Across the age-groups, logistic regression achieved AUC, F1, and Spiegelhalter's p-values of {0.75,0.67,0.51}, {0.81, 0.36, 0.78}, {0.73, 0.36,0.20}, {0.68, 0.22, 0.53}, and random forest {0.69,0.25,0.67}, {0.61,0.46,0.93}, {0.69, 0.45,0.05}, {0.57, 0.40, 0.16}. The F1 scores are low and AUC and p-values are high suggesting good calibration, but a suboptimal threshold.

In all models, systolic blood pressure is a top feature.

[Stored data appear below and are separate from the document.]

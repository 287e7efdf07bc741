//! Transient transitions.
//!
//! At most one transition is tracked per object. A record remembers who
//! started it and the response context of its first message, so that
//! whoever breaks the transition can report `BrokenTransition` back along
//! the same path.

use crate::error::SyncError;
use crate::object::{PrimaryKey, SyncObject};
use crate::response::{Completion, ResponseContext};
use entanglement_protocol::DestHash;
use serde_json::{Map, Value};
use std::collections::HashMap;
use tracing::debug;
use uuid::Uuid;

/// One object in transition.
#[derive(Debug)]
pub(crate) struct TransitionRecord {
    /// The object with its transitioned attribute values.
    pub object: SyncObject,
    pub transition_id: Uuid,
    /// Peer the transition arrived from; `None` if started here.
    pub destination: Option<DestHash>,
    /// Context of the first transition message from `destination`.
    pub response_for: Option<ResponseContext>,
    /// Transition messages seen for this record.
    pub count: u32,
    /// Resolves the future returned to a local initiator.
    pub completion: Option<Completion>,
}

impl TransitionRecord {
    fn is_same(&self, transition_id: Option<Uuid>, sender: DestHash) -> bool {
        transition_id == Some(self.transition_id) && self.destination == Some(sender)
    }

    fn broken_error(&self) -> SyncError {
        SyncError::BrokenTransition {
            transition_id: self.transition_id,
            sync_type: self.object.sync_type().to_string(),
            primary_key: self.object.primary_key().to_string(),
        }
    }

    /// True if a message from elsewhere ends the transition without
    /// anyone left to tell.
    ///
    /// A locally started transition ends quietly when the message answers
    /// its own request. One started by a peer ends quietly when the message
    /// is the response to it or when its response context was already
    /// consumed by an earlier response.
    fn ends_quietly(&self, response_for: Option<&ResponseContext>) -> bool {
        match (self.destination, response_for) {
            (None, Some(ctx)) => self.completion.as_ref().map_or(false, |c| ctx.holds(c)),
            (None, None) => false,
            (Some(_), incoming) => match &self.response_for {
                Some(held) => incoming.map_or(false, |ctx| ctx.ptr_eq(held)) || !held.has_forwards(),
                None => true,
            },
        }
    }

    /// Fails the local initiator and hands back what the peer must be told.
    fn into_broken(self) -> BrokenRecord {
        let error = self.broken_error();
        debug!(object = %self.object, transition_id = %self.transition_id, "transition broken");
        if let Some(completion) = &self.completion {
            completion.complete(Err(error.clone()));
        }
        if let Some(ctx) = &self.response_for {
            ctx.resolve(Err(error.clone()));
        }
        BrokenRecord {
            error,
            destination: self.destination,
            response_for: self.response_for,
        }
    }
}

/// A broken transition whose initiator should receive an `error`.
#[derive(Debug)]
pub(crate) struct BrokenRecord {
    pub error: SyncError,
    pub destination: Option<DestHash>,
    pub response_for: Option<ResponseContext>,
}

/// What an incoming message did to the transition of its object.
#[derive(Debug)]
pub(crate) enum TransitionLookup {
    /// The object is not in transition.
    Absent,
    /// Another message of the same transition; carries the transitioned object.
    Continued(SyncObject),
    /// The transition ended without breaking. `same` is true when its
    /// initiator ended it.
    Ended { same: bool },
    /// The transition was broken.
    Broken(BrokenRecord),
}

/// Every object in transition, keyed by bucket and primary key.
#[derive(Debug, Default)]
pub(crate) struct TransitionTable {
    records: HashMap<(String, PrimaryKey), TransitionRecord>,
}
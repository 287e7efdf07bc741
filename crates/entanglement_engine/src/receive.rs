//! Receive pipeline.
//!
//! Every decoded message goes through the same steps: decode checks,
//! listen hooks, object construction, authorization, the operation's
//! effect on the store, application hooks and finally the flood rule of
//! [`crate::operations::flood_plan`]. Owner, catch-up and error messages
//! branch off after the listen hooks.

use crate::catchup::{self, I_HAVE};
use crate::connection::Connection;
use crate::error::{SyncError, SyncResult};
use crate::manager::{key_attributes, object_key, ManagerInner, SyncOptions};
use crate::object::{AttributeSet, OwnerRef, PrimaryKey, SyncObject, SERIAL_ATTRIBUTE, TRANSITION_ATTRIBUTE};
use crate::operations::{self, Operation};
use crate::owner::{Epoch, OwnerRecord};
use crate::registry::{ClassDescriptor, ClassKind, PrimaryKeys, ReceiveInfo, Registry};
use crate::response::{Completion, ResponseContext};
use crate::transition::TransitionLookup;
use entanglement_protocol::SyncMessage;
use serde_json::{Map, Value};
use std::collections::BTreeSet;
use std::sync::Arc;
use tracing::{debug, info, trace, warn};
use uuid::Uuid;

/// One message on its way through the pipeline.
pub(crate) struct Incoming<'a> {
    pub conn: &'a Arc<Connection>,
    pub registry: &'a Registry,
    pub class: &'a ClassDescriptor,
    pub msg: &'a SyncMessage,
    pub info: ReceiveInfo,
    /// Owner id named by `_sync_owner`, known or not.
    pub owner_id: Option<Uuid>,
    /// The sender supplied at least one primary key value.
    pub keys_in_message: bool,
}

fn present(msg: &SyncMessage, name: &str) -> bool {
    msg.get(name).map_or(false, |value| !value.is_null())
}

/// Parses a uuid attribute.
pub(crate) fn uuid_attribute(attributes: &Map<String, Value>, name: &str) -> SyncResult<Uuid> {
    match attributes.get(name) {
        Some(Value::String(text)) => Uuid::parse_str(text)
            .map_err(|e| SyncError::BadEncoding(format!("{name} is not a uuid: {e}"))),
        Some(other) => Err(SyncError::BadEncoding(format!("{name} is not a uuid: {other}"))),
        None => Err(SyncError::BadEncoding(format!("{name} is required"))),
    }
}

/// Parses an epoch attribute.
pub(crate) fn epoch_attribute(attributes: &Map<String, Value>, name: &str) -> SyncResult<Epoch> {
    match attributes.get(name) {
        Some(Value::String(text)) => Epoch::from_wire(text),
        _ => Err(SyncError::BadEncoding(format!("{name} must be an epoch string"))),
    }
}
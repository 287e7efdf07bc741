//! # Entanglement Testkit
//!
//! Test utilities for Entanglement.
//!
//! This crate provides:
//! - In-memory meshes of sync managers wired over a `MemoryNetwork`
//! - A scripted peer that records raw traffic and sends hand-built messages
//! - Sample application types covering stored objects, messages,
//!   owner-assigned keys and transitions
//! - Polling helpers for asynchronous convergence
//! - Property-based test generators using proptest
//!
//! ## Usage
//!
//! ```rust,ignore
//! use entanglement_testkit::prelude::*;
//!
//! #[tokio::test]
//! async fn widgets_reach_the_client() {
//!     let mut mesh = Mesh::new();
//!     let server = mesh.add_node("server");
//!     let client = mesh.add_node("client");
//!     mesh.link("client", "server");
//!     server.commit(&Widget::new(1, "gear")).unwrap();
//!     assert!(wait_until(DEFAULT_WAIT, || client.count::<Widget>() == 1).await);
//! }
//! ```

#![deny(unsafe_code)]
#![warn(missing_docs)]

pub mod fixtures;
pub mod generators;
pub mod peer;
pub mod types;
pub mod wait;

/// Prelude module for convenient imports
pub mod prelude {
    pub use crate::fixtures::*;
    pub use crate::generators::*;
    pub use crate::peer::*;
    pub use crate::types::*;
    pub use crate::wait::*;
    pub use entanglement_engine::{
        ConnectionState, DestHash, Destination, Endpoint, Epoch, ManagerConfig, Operation, OwnerRef, Registry, SyncError,
        SyncManager, SyncObject, SyncOptions, Syncable,
    };
}

pub use fixtures::*;
pub use generators::*;
pub use peer::*;
pub use types::*;
pub use wait::*;
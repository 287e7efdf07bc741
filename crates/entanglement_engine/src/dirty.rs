//! Outgoing dirty queue.
//!
//! A binary heap ordered by `(priority, sequence)` with a side index from
//! object identity to heap slot, so re-synchronizing a queued object merges
//! into its slot instead of queueing a second copy.

use crate::object::{AttributeSet, PrimaryKey, SyncObject};
use crate::operations::Operation;
use crate::response::ResponseContext;
use std::collections::HashMap;

/// Identity of a queued object: its store bucket and primary key.
#[derive(Debug, Clone, PartialEq, Eq, Hash)]
pub(crate) struct DirtyKey {
    pub bucket: String,
    pub key: PrimaryKey,
}

/// One object waiting to be sent on a connection.
#[derive(Debug, Clone)]
pub(crate) struct DirtyItem {
    pub object: SyncObject,
    pub bucket: String,
    pub operation: Operation,
    pub attributes: AttributeSet,
    pub response_for: Option<ResponseContext>,
    pub priority: i32,
    /// Stored classes carry `sync_serial` on the wire.
    pub with_serial: bool,
    /// Sent with `_sync_is_error`.
    pub is_error: bool,
}

impl DirtyItem {
    pub fn key(&self) -> DirtyKey {
        DirtyKey {
            bucket: self.bucket.clone(),
            key: self.object.key.clone(),
        }
    }

    /// Folds a newer item for the same object into this one.
    ///
    /// Returns true if the priority moved earlier.
    pub fn merge(&mut self, newer: DirtyItem) -> bool {
        self.attributes = self.attributes.union(&newer.attributes);
        self.object = newer.object;
        self.operation = newer.operation;
        self.with_serial = newer.with_serial;
        self.is_error = newer.is_error;
        if let Some(incoming) = newer.response_for {
            match &self.response_for {
                Some(existing) => existing.merge(&incoming),
                None => self.response_for = Some(incoming),
            }
        }
        if newer.priority < self.priority {
            self.priority = newer.priority;
            true
        } else {
            false
        }
    }
}

#[derive(Debug)]
struct Slot {
    seq: u64,
    item: DirtyItem,
}

impl Slot {
    fn before(&self, other: &Slot) -> bool {
        (self.item.priority, self.seq) < (other.item.priority, other.seq)
    }
}

/// Priority queue of dirty items keyed by object identity.
///
/// Lower priority values are sent first; equal priorities go out in
/// insertion order.
#[derive(Debug, Default)]
pub(crate) struct DirtyQueue {
    heap: Vec<Slot>,
    index: HashMap<DirtyKey, usize>,
    next_seq: u64,
}

impl DirtyQueue {
    pub fn new() -> Self {
        Self::default()
    }

    /// Queues an item, merging into an existing slot for the same object.
    pub fn add_or_replace(&mut self, item: DirtyItem) {
        let key = item.key();
        if let Some(&pos) = self.index.get(&key) {
            if self.heap[pos].item.merge(item) {
                self.sift_up(pos);
            }
            return;
        }
        let seq = self.next_seq;
        self.next_seq += 1;
        self.heap.push(Slot { seq, item });
        let pos = self.heap.len() - 1;
        self.index.insert(key, pos);
        self.sift_up(pos);
    }

    /// Removes the earliest item.
    pub fn pop(&mut self) -> Option<DirtyItem> {
        if self.heap.is_empty() {
            return None;
        }
        let last = self.heap.len() - 1;
        self.swap(0, last);
        let slot = self.heap.pop()?;
        self.index.remove(&slot.item.key());
        if !self.heap.is_empty() {
            self.sift_down(0);
        }
        Some(slot.item)
    }

    pub fn len(&self) -> usize {
        self.heap.len()
    }

    pub fn is_empty(&self) -> bool {
        self.heap.is_empty()
    }

    pub fn contains(&self, key: &DirtyKey) -> bool {
        self.index.contains_key(key)
    }

    /// Items in heap order, not send order.
    pub fn iter(&self) -> impl Iterator<Item = &DirtyItem> {
        self.heap.iter().map(|slot| &slot.item)
    }

    /// Moves every item of `other` into this queue.
    pub fn absorb(&mut self, other: &mut DirtyQueue) {
        let mut slots = std::mem::take(&mut other.heap);
        other.index.clear();
        slots.sort_by_key(|slot| slot.seq);
        for slot in slots {
            self.add_or_replace(slot.item);
        }
    }

    fn swap(&mut self, a: usize, b: usize) {
        if a == b {
            return;
        }
        self.heap.swap(a, b);
        self.index.insert(self.heap[a].item.key(), a);
        self.index.insert(self.heap[b].item.key(), b);
    }

    fn sift_up(&mut self, mut pos: usize) {
        while pos > 0 {
            let parent = (pos - 1) / 2;
            if !self.heap[pos].before(&self.heap[parent]) {
                break;
            }
            self.swap(pos, parent);
            pos = parent;
        }
    }

    fn sift_down(&mut self, mut pos: usize) {
        let len = self.heap.len();
        loop {
            let left = 2 * pos + 1;
            let right = left + 1;
            let mut first = pos;
            if left < len && self.heap[left].before(&self.heap[first]) {
                first = left;
            }
            if right < len && self.heap[right].before(&self.heap[first]) {
                first = right;
            }
            if first == pos {
                break;
            }
            self.swap(pos, first);
            pos = first;
        }
    }

    #[cfg(test)]
    fn index_consistent(&self) -> bool {
        self.index.len() == self.heap.len()
            && self
                .heap
                .iter()
                .enumerate()
                .all(|(pos, slot)| self.index.get(&slot.item.key()) == Some(&pos))
    }
}
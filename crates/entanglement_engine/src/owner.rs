//! Owners, epochs and serial numbers.

use crate::error::{SyncError, SyncResult};
use chrono::{DateTime, Duration as ChronoDuration, SecondsFormat, Timelike, Utc};
use entanglement_protocol::DestHash;
use std::collections::HashMap;
use std::fmt;
use uuid::Uuid;

/// A restart marker for an owner's serial sequence.
///
/// Encoded as RFC 3339 with microsecond precision.
#[derive(Debug, Clone, Copy, PartialEq, Eq, PartialOrd, Ord, Hash)]
pub struct Epoch(DateTime<Utc>);

impl Epoch {
    /// The current time, truncated to what the wire can carry.
    pub fn now() -> Self {
        let now = Utc::now();
        let truncated = now.with_nanosecond(now.nanosecond() / 1000 * 1000);
        Self(truncated.unwrap_or(now))
    }

    /// A fresh epoch guaranteed to differ from `previous`.
    pub fn after(previous: Epoch) -> Self {
        let next = Self::now();
        if next.0 > previous.0 {
            next
        } else {
            Self(previous.0 + ChronoDuration::microseconds(1))
        }
    }

    /// Wire form.
    pub fn to_wire(&self) -> String {
        self.0.to_rfc3339_opts(SecondsFormat::Micros, true)
    }

    /// Parses the wire form.
    pub fn from_wire(text: &str) -> SyncResult<Self> {
        DateTime::parse_from_rfc3339(text)
            .map(|dt| Self(dt.with_timezone(&Utc)))
            .map_err(|e| SyncError::BadEncoding(format!("bad epoch {text}: {e}")))
    }
}

impl fmt::Display for Epoch {
    fn fmt(&self, f: &mut fmt::Formatter<'_>) -> fmt::Result {
        f.write_str(&self.to_wire())
    }
}

/// An authoritative source of objects.
#[derive(Debug, Clone, PartialEq)]
pub struct OwnerRecord {
    /// Owner id.
    pub id: Uuid,
    /// Peer the owner lives behind; `None` for local owners.
    pub dest: Option<DestHash>,
    /// Highest serial received from upstream.
    pub incoming_serial: u64,
    /// Highest serial advertised downstream.
    pub outgoing_serial: u64,
    /// Epoch expected from upstream.
    pub incoming_epoch: Option<Epoch>,
    /// Epoch advertised for local owners.
    pub outgoing_epoch: Epoch,
}

impl OwnerRecord {
    pub(crate) fn local() -> Self {
        Self {
            id: Uuid::new_v4(),
            dest: None,
            incoming_serial: 0,
            outgoing_serial: 0,
            incoming_epoch: None,
            outgoing_epoch: Epoch::now(),
        }
    }

    pub(crate) fn remote(id: Uuid, dest: DestHash, epoch: Option<Epoch>) -> Self {
        Self {
            id,
            dest: Some(dest),
            incoming_serial: 0,
            outgoing_serial: 0,
            incoming_epoch: epoch,
            outgoing_epoch: epoch.unwrap_or_else(Epoch::now),
        }
    }

    /// True if this endpoint is the owner.
    pub fn is_local(&self) -> bool {
        self.dest.is_none()
    }

    /// Epoch sent to peers: our own for local owners, upstream's otherwise.
    pub fn advertised_epoch(&self) -> Epoch {
        match (self.dest, self.incoming_epoch) {
            (Some(_), Some(epoch)) => epoch,
            _ => self.outgoing_epoch,
        }
    }
}

/// Every owner this endpoint knows, plus the local serial counter.
#[derive(Debug, Default)]
pub(crate) struct OwnerTable {
    owners: HashMap<Uuid, OwnerRecord>,
    order: Vec<Uuid>,
    serial: u64,
}

impl OwnerTable {
    pub fn new() -> Self {
        Self::default()
    }

    pub fn get(&self, id: &Uuid) -> Option<&OwnerRecord> {
        self.owners.get(id)
    }

    pub fn get_mut(&mut self, id: &Uuid) -> Option<&mut OwnerRecord> {
        self.owners.get_mut(id)
    }

    pub fn contains(&self, id: &Uuid) -> bool {
        self.owners.contains_key(id)
    }

    pub fn insert(&mut self, record: OwnerRecord) {
        if self.owners.insert(record.id, record.clone()).is_none() {
            self.order.push(record.id);
        }
    }

    pub fn remove(&mut self, id: &Uuid) -> Option<OwnerRecord> {
        let removed = self.owners.remove(id)?;
        self.order.retain(|known| known != id);
        Some(removed)
    }

    /// Owners in the order they became known.
    pub fn iter(&self) -> impl Iterator<Item = &OwnerRecord> {
        self.order.iter().filter_map(|id| self.owners.get(id))
    }

    pub fn local_ids(&self) -> Vec<Uuid> {
        self.iter().filter(|o| o.is_local()).map(|o| o.id).collect()
    }

    /// Owners living behind `dest`.
    pub fn owned_by(&self, dest: &DestHash) -> Vec<Uuid> {
        self.iter()
            .filter(|o| o.dest.as_ref() == Some(dest))
            .map(|o| o.id)
            .collect()
    }

    /// Returns the first local owner, creating one if none exists.
    pub fn ensure_local(&mut self) -> Uuid {
        if let Some(id) = self.iter().find(|o| o.is_local()).map(|o| o.id) {
            return id;
        }
        let record = OwnerRecord::local();
        let id = record.id;
        self.insert(record);
        id
    }

    /// Allocates the next local serial.
    pub fn next_serial(&mut self) -> u64 {
        self.serial += 1;
        self.serial
    }

    #[cfg(test)]
    pub fn current_serial(&self) -> u64 {
        self.serial
    }

    pub fn len(&self) -> usize {
        self.owners.len()
    }
}

#[cfg(test)]
mod tests {
    use super::*;

    #[test]
    fn epoch_wire_form_has_micros() {
        let epoch = Epoch::from_wire("2024-03-01T12:00:00.123456Z").unwrap();
        assert_eq!(epoch.to_wire(), "2024-03-01T12:00:00.123456Z");
        assert_eq!(Epoch::from_wire(&epoch.to_wire()).unwrap(), epoch);
        assert!(Epoch::from_wire("yesterday").is_err());
    }

    #[test]
    fn epoch_after_always_advances() {
        let first = Epoch::now();
        let second = Epoch::after(first);
        let third = Epoch::after(second);
        assert!(second > first);
        assert!(third > second);
    }

    #[test]
    fn remote_owner_advertises_upstream_epoch() {
        let upstream = Epoch::from_wire("2020-01-01T00:00:00.000001Z").unwrap();
        let owner = OwnerRecord::remote(Uuid::new_v4(), DestHash::from_string("a"), Some(upstream));
        assert!(!owner.is_local());
        assert_eq!(owner.advertised_epoch(), upstream);

        let local = OwnerRecord::local();
        assert!(local.is_local());
        assert_eq!(local.advertised_epoch(), local.outgoing_epoch);
    }

    #[test]
    fn ensure_local_is_idempotent() {
        let mut table = OwnerTable::new();
        let dest = DestHash::from_string("peer");
        table.insert(OwnerRecord::remote(Uuid::new_v4(), dest, None));

        let id = table.ensure_local();
        assert_eq!(table.ensure_local(), id);
        assert_eq!(table.local_ids(), vec![id]);
        assert_eq!(table.owned_by(&dest).len(), 1);
        assert_eq!(table.len(), 2);
    }

    #[test]
    fn serials_increase() {
        let mut table = OwnerTable::new();
        assert_eq!(table.current_serial(), 0);
        assert_eq!(table.next_serial(), 1);
        assert_eq!(table.next_serial(), 2);
    }

    #[test]
    fn iteration_follows_insertion_order() {
        let mut table = OwnerTable::new();
        let ids: Vec<Uuid> = (0..5).map(|_| Uuid::new_v4()).collect();
        for id in &ids {
            table.insert(OwnerRecord::remote(*id, DestHash::from_string("p"), None));
        }
        table.remove(&ids[2]);
        let seen: Vec<Uuid> = table.iter().map(|o| o.id).collect();
        assert_eq!(seen, vec![ids[0], ids[1], ids[3], ids[4]]);
    }
}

The other top features are: Logistic regression under-50 {smoking, diabetes, sex}, 50-59 {blood-pressure treatment, smoking, diabetes}, 60-69 {sex, smoking, blood-pressure treatment}, 70+ {BMI, diabetes, blood-pressure treatment}. Random forest under-50 {BMI, smoking, sex}, 50-59 {BMI, blood-pressure treatment, smoking}, 60-69 {BMI, sex, smoking}, 70+ {BMI, diabetes, sex}.

Conclusions

Our results show there are differences in feature importance by age that should be considered in predicting stroke risk.

This work was supported by: PRECISE4Q Predictive Modelling in Stroke project funded from the EU’s Horizon 2020 research and innovation programme grant agreement No. 777107; ADAPT Research Centre, funded under the SFI Research Centres Programme (Grant 13/ RC/2106) co-funded under the European Regional Development Funds.